Another post in my Teaching my kids series – The Payout-Ratio
As frequent reader of my blog post you know that I’m writing some posts to try to educate my kids. I know they are still very young (6 and 8) but it is never too early to start. And they can read these blog posts later on in life 😉 (This is probably the case, because they don’t speak or read English very well at this moment – You got to love an understatement!).
This is another blog post to keep the “snowball of knowledge” rolling.
I think when you educate kids about money, they will benefit from it for the rest of their lives. Or as the saying goes: “What is learned in the cradle is carried to the tomb”. And to educate your kid is your responsibility as a parent.
This blog post is a post for my kids when they are a little bit older. I did not talk to my kids about this subject (yet).
Before I purchase a stock I do a lot of research and data mining. I try to do this systematic and in the same manner for every stock. So every time I buy a new company I’ll use my Pollie-Code to screen the stock. The Pollie-Code is my basic stock screener to help identify undervalued dividend growth stocks. In my experience it is very helpful to have a consistent code to apply to all stocks. Once a stock passes The Pollie-Code, I’m getting excited and start some further digging/analysis and maybe buy the stock.
One of the metrics of my Pollie-Code is the Payout-Ratio. In this post I’ll write down my vision on the Payout-Ratio.
The payout ratio is a very useful metric for evaluating a dividend-paying stock. The calculation is very simple: It’s the proportion of a company’s earnings paid out as dividends.
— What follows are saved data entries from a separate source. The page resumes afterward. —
use mamegen_core::{
    DslError, NumericRange, Result, RuleSet, ValueFamily, ValueRules, ValueType,
};

use crate::grammar::ParsedRule;

/// Accumulates parsed rules for one block and produces a finalized [`RuleSet`].
///
/// A block owns at most one value family. A value rule arriving after a
/// `class` line replaces whatever family the template supplied.
#[derive(Debug, Default, Clone)]
pub struct RuleSetBuilder {
    allow_null: Option<bool>,
    null_probability: Option<f64>,
    value: ValueRules,
    own_family: Option<ValueFamily>,
    touched: bool,
}

impl RuleSetBuilder {
    pub fn new() -> Self {
        Self::default()
    }

    pub fn is_empty(&self) -> bool {
        !self.touched
    }

    pub fn apply(&mut self, rule: ParsedRule, line: usize) -> Result<()> {
        self.touched = true;
        match rule {
            ParsedRule::AllowNull(allow) => self.allow_null = Some(allow),
            ParsedRule::NullProbability(probability) => {
                self.null_probability = Some(probability)
            }
            ParsedRule::Seq { start, end } => {
                self.claim(ValueFamily::Seq, line)?;
                let seq = self.value.seq.get_or_insert_with(Default::default);
                seq.start = start;
                seq.end = end;
            }
            ParsedRule::Digits(digits) => {
                self.claim(ValueFamily::Seq, line)?;
                self.value.seq.get_or_insert_with(Default::default).digits = Some(digits);
            }
            ParsedRule::Step(step) => {
                self.claim(ValueFamily::Seq, line)?;
                self.value.seq.get_or_insert_with(Default::default).step = step;
            }
            ParsedRule::Charset(charset) => {
                if !self.value.charsets.contains(&charset) {
                    self.value.charsets.push(charset);
                    self.value.charsets.sort();
                }
                self.value.value_type.get_or_insert(ValueType::String);
            }
            ParsedRule::Length(length) => {
                self.value.length = Some(length);
                self.value.value_type.get_or_insert(ValueType::String);
            }
            ParsedRule::Enum(values) => {
                self.claim(ValueFamily::Enum, line)?;
                self.value.enum_values = Some(values);
                self.value.value_type = Some(ValueType::Int);
            }
            ParsedRule::Fixed(value) => {
                self.claim(ValueFamily::Fixed, line)?;
                self.value.fixed = Some(value);
                self.value.value_type.get_or_insert(ValueType::String);
            }
            ParsedRule::Copy(source) => {
                self.claim(ValueFamily::Copy, line)?;
                self.value.copy = Some(source);
            }
            ParsedRule::Join(items) => {
                self.claim(ValueFamily::Join, line)?;
                self.value.join = Some(items);
                self.value.value_type.get_or_insert(ValueType::String);
            }
            ParsedRule::Range(range) => {
                self.claim(ValueFamily::Range, line)?;
                self.value.value_type = Some(match range {
                    NumericRange::Int { .. } => ValueType::Int,
                    NumericRange::Float { .. } => ValueType::Float,
                });
                self.value.range = Some(range);
            }
            ParsedRule::Date => {
                self.claim(ValueFamily::Date, line)?;
                self.value.value_type = Some(ValueType::Date);
            }
            ParsedRule::DateTime => {
                self.claim(ValueFamily::Date, line)?;
                self.value.value_type = Some(ValueType::DateTime);
            }
            ParsedRule::DateRange(range) => {
                self.claim(ValueFamily::Date, line)?;
                self.value.date_range = Some(range);
                self.ensure_date_type();
            }
            ParsedRule::DateFormat(format) => {
                self.claim(ValueFamily::Date, line)?;
                self.value.date_format = Some(format);
                self.ensure_date_type();
            }
            ParsedRule::Reference(key) => {
                self.claim(ValueFamily::Reference, line)?;
                self.value.reference.get_or_insert_with(Default::default).key = Some(key);
            }
            ParsedRule::Output(side) => {
                self.claim(ValueFamily::Reference, line)?;
                self.value.reference.get_or_insert_with(Default::default).output = Some(side);
            }
            ParsedRule::ValueSource(source) => {
                self.claim(ValueFamily::Reference, line)?;
                self.value
                    .reference
                    .get_or_insert_with(Default::default)
                    .value_source = Some(source);
            }
        }
        Ok(())
    }

    /// Shallow merge of a finalized template; its keys overwrite what this
    /// block has set so far.
    pub fn apply_class(&mut self, template: &RuleSet) {
        self.touched = true;
        self.allow_null = Some(template.allow_null);
        self.null_probability = Some(template.null_probability);

        let incoming = &template.value;
        let incoming_family = incoming.family();
        if incoming_family.is_some() {
            if let Some(current) = self.value.family() {
                self.value.clear_family(current);
            }
            self.own_family = None;
        }
        if incoming.value_type.is_some() && (incoming_family.is_some() || self.value.family().is_none()) {
            self.value.value_type = incoming.value_type;
        }
        overwrite(&mut self.value.fixed, &incoming.fixed);
        overwrite(&mut self.value.copy, &incoming.copy);
        overwrite(&mut self.value.join, &incoming.join);
        overwrite(&mut self.value.reference, &incoming.reference);
        overwrite(&mut self.value.seq, &incoming.seq);
        overwrite(&mut self.value.enum_values, &incoming.enum_values);
        overwrite(&mut self.value.range, &incoming.range);
        overwrite(&mut self.value.date_range, &incoming.date_range);
        overwrite(&mut self.value.date_format, &incoming.date_format);
        overwrite(&mut self.value.length, &incoming.length);
        if !incoming.charsets.is_empty() {
            self.value.charsets = incoming.charsets.clone();
        }
    }

    /// Applies null defaults and validation. `line` is the closing line of the block.
    pub fn finish(self, line: usize) -> Result<RuleSet> {
        if !self.touched {
            return Ok(RuleSet::empty_string());
        }
        let allow_null = self.allow_null.unwrap_or(true);
        let null_probability = self.null_probability.unwrap_or(0.0);
        if !(0.0..=1.0).contains(&null_probability) {
            return Err(DslError::invalid_rule(
                line,
                "null_probability must be between 0 and 1",
            ));
        }
        Ok(RuleSet {
            allow_null,
            null_probability: if allow_null { null_probability } else { 0.0 },
            value: self.value,
        })
    }

    fn ensure_date_type(&mut self) {
        if self.value.value_type != Some(ValueType::DateTime) {
            self.value.value_type = Some(ValueType::Date);
        }
    }

    fn claim(&mut self, family: ValueFamily, line: usize) -> Result<()> {
        match self.own_family {
            Some(own) if own != family => Err(DslError::invalid_rule(
                line,
                format!(
                    "a column may have only one value rule: '{}' conflicts with '{}'",
                    family.name(),
                    own.name()
                ),
            )),
            Some(_) => Ok(()),
            None => {
                if let Some(inherited) = self.value.family() {
                    if inherited != family {
                        self.value.clear_family(inherited);
                    }
                }
                self.own_family = Some(family);
                Ok(())
            }
        }
    }
}

fn overwrite<T: Clone>(slot: &mut Option<T>, incoming: &Option<T>) {
    if let Some(value) = incoming {
        *slot = Some(value.clone());
    }
}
Payout-Ratio = Annualized dividend per share/ Current calendar year EPS
The payout ratio can tell you a lot about a company’s ability to continue paying and possibly grow its dividend. And you can find all different kind of payout-ratios. If we look at dividend growth stocks I distinguish four categories:
I consider a payout-ratio below 40% as a nice ratio. These stocks normally haven’t paid dividend for a long time or just started to. A nice example is Apple ($APPL). These can, if they continue to pay out and raise their dividends, be the future Dividend Aristocrats.
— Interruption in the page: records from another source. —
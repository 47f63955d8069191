//! Parser for the mamegen block DSL.
//!
//! Text flows through [`lex`] (comment stripping and quote-aware splitting),
//! the block reader and section consumers in [`parser`], the per-keyword
//! parsers in [`grammar`], selector expansion in [`selector`] and the rule
//! merge in [`builder`].

pub mod builder;
pub mod grammar;
pub mod lex;
pub mod parser;
pub mod selector;

pub use builder::RuleSetBuilder;
pub use grammar::ParsedRule;
pub use parser::{Block, LineCursor, parse_spec};
pub use selector::Selector;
I consider a range of 35% to 55% as a healthy ratio. You can say that these kinds of companies are well established. Besides paying dividend they also reinvest half of their earnings for growth. And that is what I like to see, because I want my dividend to grow every year. These stocks are in my opinion good stocks for DGI’s.
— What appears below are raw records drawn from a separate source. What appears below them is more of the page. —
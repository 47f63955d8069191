//! Tokenizing helpers shared by the block parser and the rule grammar.
//!
//! Every helper is quote-aware: single- and double-quoted substrings are
//! opaque, and a backslash hides the next character from delimiter checks.

use std::sync::LazyLock;

use chrono::NaiveDate;
use mamegen_core::{DslError, Result, Value};
use regex::Regex;

static INT_RE: LazyLock<Regex> = LazyLock::new(|| Regex::new(r"^-?\d+$").expect("int regex"));
static FLOAT_RE: LazyLock<Regex> =
    LazyLock::new(|| Regex::new(r"^-?(?:\d+\.\d*|\d*\.\d+)$").expect("float regex"));
static IDENT_RE: LazyLock<Regex> =
    LazyLock::new(|| Regex::new(r"^[A-Za-z_][A-Za-z0-9_]*$").expect("identifier regex"));

/// A non-blank source line with its 1-based line number.
#[derive(Debug, Clone, PartialEq, Eq)]
pub struct SourceLine {
    pub number: usize,
    pub text: String,
}

impl SourceLine {
    pub fn new(number: usize, text: impl Into<String>) -> Self {
        Self {
            number,
            text: text.into(),
        }
    }
}

/// Returns `(byte_offset, char)` for every character outside quotes that is
/// not escaped. Quote delimiters themselves are not reported.
pub fn unquoted_chars(text: &str) -> Vec<(usize, char)> {
    let mut out = Vec::new();
    let mut quote: Option<char> = None;
    let mut escaped = false;
    for (idx, ch) in text.char_indices() {
        if escaped {
            escaped = false;
            continue;
        }
        if ch == '\\' {
            escaped = true;
            continue;
        }
        match quote {
            Some(open) => {
                if ch == open {
                    quote = None;
                }
            }
            None if ch == '"' || ch == '\'' => quote = Some(ch),
            None => out.push((idx, ch)),
        }
    }
    out
}

/// Byte offset of the first unquoted `needle`.
pub fn find_unquoted(text: &str, needle: char) -> Option<usize> {
    unquoted_chars(text)
        .into_iter()
        .find(|(_, ch)| *ch == needle)
        .map(|(idx, _)| idx)
}

/// Removes `#` comments while keeping one output line per input line.
pub fn strip_comments(text: &str) -> String {
    text.lines()
        .map(|line| match find_unquoted(line, '#') {
            Some(idx) => line[..idx].trim_end(),
            None => line.trim_end(),
        })
        .collect::<Vec<_>>()
        .join("\n")
}

/// Comment-stripped, non-blank lines with their original line numbers.
pub fn source_lines(text: &str) -> Vec<SourceLine> {
    strip_comments(text)
        .lines()
        .enumerate()
        .filter(|(_, line)| !line.trim().is_empty())
        .map(|(idx, line)| SourceLine::new(idx + 1, line))
        .collect()
}

/// Inner text of a single- or double-quoted literal.
pub fn quoted(text: &str) -> Option<&str> {
    let text = text.trim();
    let first = text.chars().next()?;
    if text.len() >= 2 && (first == '"' || first == '\'') && text.ends_with(first) {
        Some(&text[1..text.len() - 1])
    } else {
        None
    }
}

pub fn unquote(text: &str) -> &str {
    quoted(text).unwrap_or_else(|| text.trim())
}

pub fn is_int_literal(text: &str) -> bool {
    INT_RE.is_match(text)
}

pub fn is_float_literal(text: &str) -> bool {
    FLOAT_RE.is_match(text)
}

pub fn is_identifier(text: &str) -> bool {
    IDENT_RE.is_match(text)
}

/// Splits on unquoted whitespace, keeping quotes on the returned tokens.
pub fn tokens(text: &str) -> Vec<&str> {
    let mut out = Vec::new();
    let mut start = None;
    let mut quote: Option<char> = None;
    let mut escaped = false;
    for (idx, ch) in text.char_indices() {
        if escaped {
            escaped = false;
            continue;
        }
        match ch {
            '\\' => {
                escaped = true;
                start.get_or_insert(idx);
            }
            _ if quote == Some(ch) => quote = None,
            _ if quote.is_some() => {}
            '"' | '\'' => {
                quote = Some(ch);
                start.get_or_insert(idx);
            }
            _ if ch.is_whitespace() => {
                if let Some(begin) = start.take() {
                    out.push(&text[begin..idx]);
                }
            }
            _ => {
                start.get_or_insert(idx);
            }
        }
    }
    if let Some(begin) = start {
        out.push(&text[begin..]);
    }
    out
}

/// Splits on every unquoted `separator`.
pub fn split_unquoted(text: &str, separator: char) -> Vec<&str> {
    let mut parts = Vec::new();
    let mut last = 0;
    for (idx, ch) in unquoted_chars(text) {
        if ch == separator {
            parts.push(&text[last..idx]);
            last = idx + ch.len_utf8();
        }
    }
    parts.push(&text[last..]);
    parts
}

/// Splits `a..b` on the first unquoted range operator.
pub fn split_range(text: &str) -> Option<(&str, &str)> {
    let positions = unquoted_chars(text);
    positions
        .windows(2)
        .find(|pair| pair[0].1 == '.' && pair[1].1 == '.' && pair[1].0 == pair[0].0 + 1)
        .map(|pair| (text[..pair[0].0].trim(), text[pair[0].0 + 2..].trim()))
}

/// One element of a bracketed list, before typing.
#[derive(Debug, Clone, PartialEq, Eq)]
pub struct ListItem {
    pub text: String,
    pub quoted: bool,
}

impl ListItem {
    /// Integer or float when the bare text is a numeric literal, else a string.
    pub fn to_value(&self) -> Value {
        if !self.quoted {
            if is_int_literal(&self.text) {
                if let Ok(value) = self.text.parse::<i64>() {
                    return Value::Int(value);
                }
            } else if is_float_literal(&self.text) {
                if let Ok(value) = self.text.parse::<f64>() {
                    return Value::Float(value);
                }
            }
        }
        Value::Text(self.text.clone())
    }
}

/// Parses `[v1, v2, ...]` into raw items; `[]` yields an empty list.
pub fn split_bracket_items(text: &str, line: usize) -> Result<Vec<ListItem>> {
    let trimmed = text.trim();
    let inner = trimmed
        .strip_prefix('[')
        .and_then(|rest| rest.strip_suffix(']'))
        .ok_or_else(|| DslError::parse(line, format!("expected a [v1, v2, ...] list: {trimmed}")))?;
    if inner.trim().is_empty() {
        return Ok(Vec::new());
    }
    split_unquoted(inner, ',')
        .into_iter()
        .map(|part| {
            let part = part.trim();
            if part.is_empty() {
                return Err(DslError::parse(line, format!("empty element in list: {trimmed}")));
            }
            Ok(match quoted(part) {
                Some(inner) => ListItem {
                    text: inner.to_string(),
                    quoted: true,
                },
                None => ListItem {
                    text: part.to_string(),
                    quoted: false,
                },
            })
        })
        .collect()
}

/// Parses `[v1, v2, ...]` into typed values.
pub fn split_bracket_list(text: &str, line: usize) -> Result<Vec<Value>> {
    Ok(split_bracket_items(text, line)?
        .iter()
        .map(ListItem::to_value)
        .collect())
}

fn is_word_char(ch: char) -> bool {
    ch.is_alphanumeric() || ch == '_'
}

/// Splits one inline rule body at the start of each known keyword.
///
/// `keywords` should be ordered longest first. Quoted text and bracketed
/// lists never start a new segment.
pub fn split_inline_rule_segments(text: &str, keywords: &[&str]) -> Vec<String> {
    let mut boundaries = Vec::new();
    let mut quote: Option<char> = None;
    let mut escaped = false;
    let mut depth = 0usize;
    let mut previous: Option<char> = None;
    for (idx, ch) in text.char_indices() {
        let prior = previous.replace(ch);
        if escaped {
            escaped = false;
            continue;
        }
        if ch == '\\' {
            escaped = true;
            continue;
        }
        if let Some(open) = quote {
            if ch == open {
                quote = None;
            }
            continue;
        }
        match ch {
            '"' | '\'' => quote = Some(ch),
            '[' => depth += 1,
            ']' => depth = depth.saturating_sub(1),
            _ if depth == 0 && !prior.is_some_and(is_word_char) => {
                let rest = &text[idx..];
                let starts_keyword = keywords.iter().any(|keyword| {
                    rest.starts_with(keyword)
                        && !rest[keyword.len()..].chars().next().is_some_and(is_word_char)
                });
                if starts_keyword {
                    boundaries.push(idx);
                }
            }
            _ => {}
        }
    }

    if boundaries.is_empty() {
        let whole = text.trim();
        return if whole.is_empty() {
            Vec::new()
        } else {
            vec![whole.to_string()]
        };
    }
    let mut segments = Vec::new();
    let leading = text[..boundaries[0]].trim();
    if !leading.is_empty() {
        segments.push(leading.to_string());
    }
    for (pos, start) in boundaries.iter().enumerate() {
        let end = boundaries.get(pos + 1).copied().unwrap_or(text.len());
        let segment = text[*start..end].trim();
        if !segment.is_empty() {
            segments.push(segment.to_string());
        }
    }
    segments
}

/// Integer first, then float; anything else is a parse error.
pub fn infer_number(text: &str, line: usize) -> Result<Value> {
    let text = text.trim();
    if let Ok(value) = text.parse::<i64>() {
        return Ok(Value::Int(value));
    }
    match text.parse::<f64>() {
        Ok(value) if value.is_finite() => Ok(Value::Float(value)),
        _ => Err(DslError::parse(line, format!("invalid numeric literal: {text}"))),
    }
}

/// Validates a quoted `YYYY-MM-DD` literal.
pub fn validate_ymd(text: &str, line: usize) -> Result<NaiveDate> {
    let inner = quoted(text).ok_or_else(|| {
        DslError::invalid_rule(line, "date must be enclosed in quotes, e.g. \"2025-09-17\"")
    })?;
    NaiveDate::parse_from_str(inner, "%Y-%m-%d").map_err(|_| {
        DslError::invalid_rule(line, format!("invalid date: {inner} (expected YYYY-MM-DD)"))
    })
}

/// Rejects `:` and `=` outside quoted substrings.
pub fn reject_assignment(text: &str, line: usize) -> Result<()> {
    if unquoted_chars(text)
        .iter()
        .any(|(_, ch)| *ch == ':' || *ch == '=')
    {
        return Err(DslError::invalid_rule(line, "':' and '=' are not allowed"));
    }
    Ok(())
}

#[cfg(test)]
mod tests {
    use mamegen_core::DslErrorKind;

    use super::*;

    #[test]
    fn strip_comments_keeps_line_count() {
        let text = "a # one\n  # two\nb \"#not\" # three";
        let stripped = strip_comments(text);
        assert_eq!(stripped, "a\n\nb \"#not\"");
        let lines = source_lines(text);
        assert_eq!(lines.len(), 2);
        assert_eq!(lines[1].number, 3);
    }

    #[test]
    fn bracket_list_types_elements() {
        let values = split_bracket_list(r#"[1, 2.5, "a, b", 'c', bare]"#, 1).expect("list");
        assert_eq!(
            values,
            vec![
                Value::Int(1),
                Value::Float(2.5),
                Value::text("a, b"),
                Value::text("c"),
                Value::text("bare"),
            ]
        );
        assert!(split_bracket_list("[]", 1).expect("empty").is_empty());
        let quoted_number = split_bracket_list(r#"["1"]"#, 1).expect("quoted");
        assert_eq!(quoted_number, vec![Value::text("1")]);
    }

    #[test]
    fn bracket_list_requires_brackets() {
        let err = split_bracket_list("1, 2", 4).expect_err("missing brackets");
        assert_eq!(err.kind(), DslErrorKind::Parse);
        assert_eq!(err.line(), 4);
        let err = split_bracket_list("[1,,2]", 5).expect_err("empty element");
        assert_eq!(err.kind(), DslErrorKind::Parse);
    }

    #[test]
    fn inline_segments_prefer_longest_keyword() {
        let keywords = ["date_range", "allow_null", "datetime", "date", "seq", "fixed"];
        let segments = split_inline_rule_segments(
            r#"date_range "2024-01-01".."2024-12-31" allow_null false"#,
            &keywords,
        );
        assert_eq!(
            segments,
            vec![
                r#"date_range "2024-01-01".."2024-12-31""#.to_string(),
                "allow_null false".to_string()
            ]
        );
    }

    #[test]
    fn inline_segments_ignore_quoted_and_bracketed_keywords() {
        let keywords = ["fixed", "seq", "join", "date"];
        assert_eq!(
            split_inline_rule_segments(r#"fixed "seq 1..""#, &keywords),
            vec![r#"fixed "seq 1..""#.to_string()]
        );
        assert_eq!(
            split_inline_rule_segments(r#"join ["on ", date]"#, &keywords),
            vec![r#"join ["on ", date]"#.to_string()]
        );
        assert_eq!(
            split_inline_rule_segments("seq_no", &keywords),
            vec!["seq_no".to_string()]
        );
        assert!(split_inline_rule_segments("   ", &keywords).is_empty());
    }

    #[test]
    fn infer_number_tries_int_then_float() {
        assert_eq!(infer_number("42", 1).expect("int"), Value::Int(42));
        assert_eq!(infer_number("-1.5", 1).expect("float"), Value::Float(-1.5));
        let err = infer_number("abc", 9).expect_err("not a number");
        assert_eq!(err.kind(), DslErrorKind::Parse);
        assert!(infer_number("inf", 1).is_err());
    }

    #[test]
    fn validate_ymd_checks_quotes_and_calendar() {
        assert_eq!(
            validate_ymd("\"2024-02-29\"", 1).expect("leap day"),
            NaiveDate::from_ymd_opt(2024, 2, 29).expect("date")
        );
        assert!(validate_ymd("'2024-01-31'", 1).is_ok());
        assert!(validate_ymd("2024-01-31", 1).is_err());
        let err = validate_ymd("\"2023-02-29\"", 3).expect_err("not a leap year");
        assert_eq!(err.kind(), DslErrorKind::InvalidRule);
    }

    #[test]
    fn assignment_characters_only_count_outside_quotes() {
        assert!(reject_assignment("date_format \"HH:mm\"", 1).is_ok());
        assert!(reject_assignment("seq = 1", 1).is_err());
        assert!(reject_assignment("type: CSV", 1).is_err());
    }

    #[test]
    fn tokens_and_ranges_respect_quotes() {
        assert_eq!(
            tokens(r#"title "My data" count 3"#),
            vec!["title", "\"My data\"", "count", "3"]
        );
        assert_eq!(
            split_range(r#""a..b".."c""#),
            Some(("\"a..b\"", "\"c\""))
        );
        assert_eq!(split_range("1.."), Some(("1", "")));
        assert_eq!(split_range("1.5"), None);
    }
}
Payout ratios that are between 55% to 75% I consider them as still okay but need some extra attention. When a company is expected to distribute more than half of its earnings as dividends, they have less money to reinvest for earning growth. So the risk of cutting the dividend is a little bit higher.
A payout ratio higher that 75% is in my opinion too high. For a company to maintain these kinds of dividends they have to work very hard. And as a DGI, I want growth in my dividend, so a company also has to grow their earnings. This together is very hard. And therefore the risk of the company cutting its dividend is high. That is something I do not want!
As a Dividend Growth Investor I always prefer healthy payout ratios over too high payout ratios (Duh..). And as mentioned above, a too high ratio may be attractive in the short term, but they may not last. So be careful with these kinds of companies.
I think that the payout ratio is a very useful tool and an important metric in the Pollie-Code. But is not the only metric in the decision-making.
This is my fourteenth blog post about teaching my kids. I hope my kids at the age of say 18, have all the financial knowledge I’m having right now. This would be a huge advantage for them! And that’s why I started these blog post series.
What do you tell your kids about money and investing? And do you have a suggestion about a new addition to this series? I like to hear from you!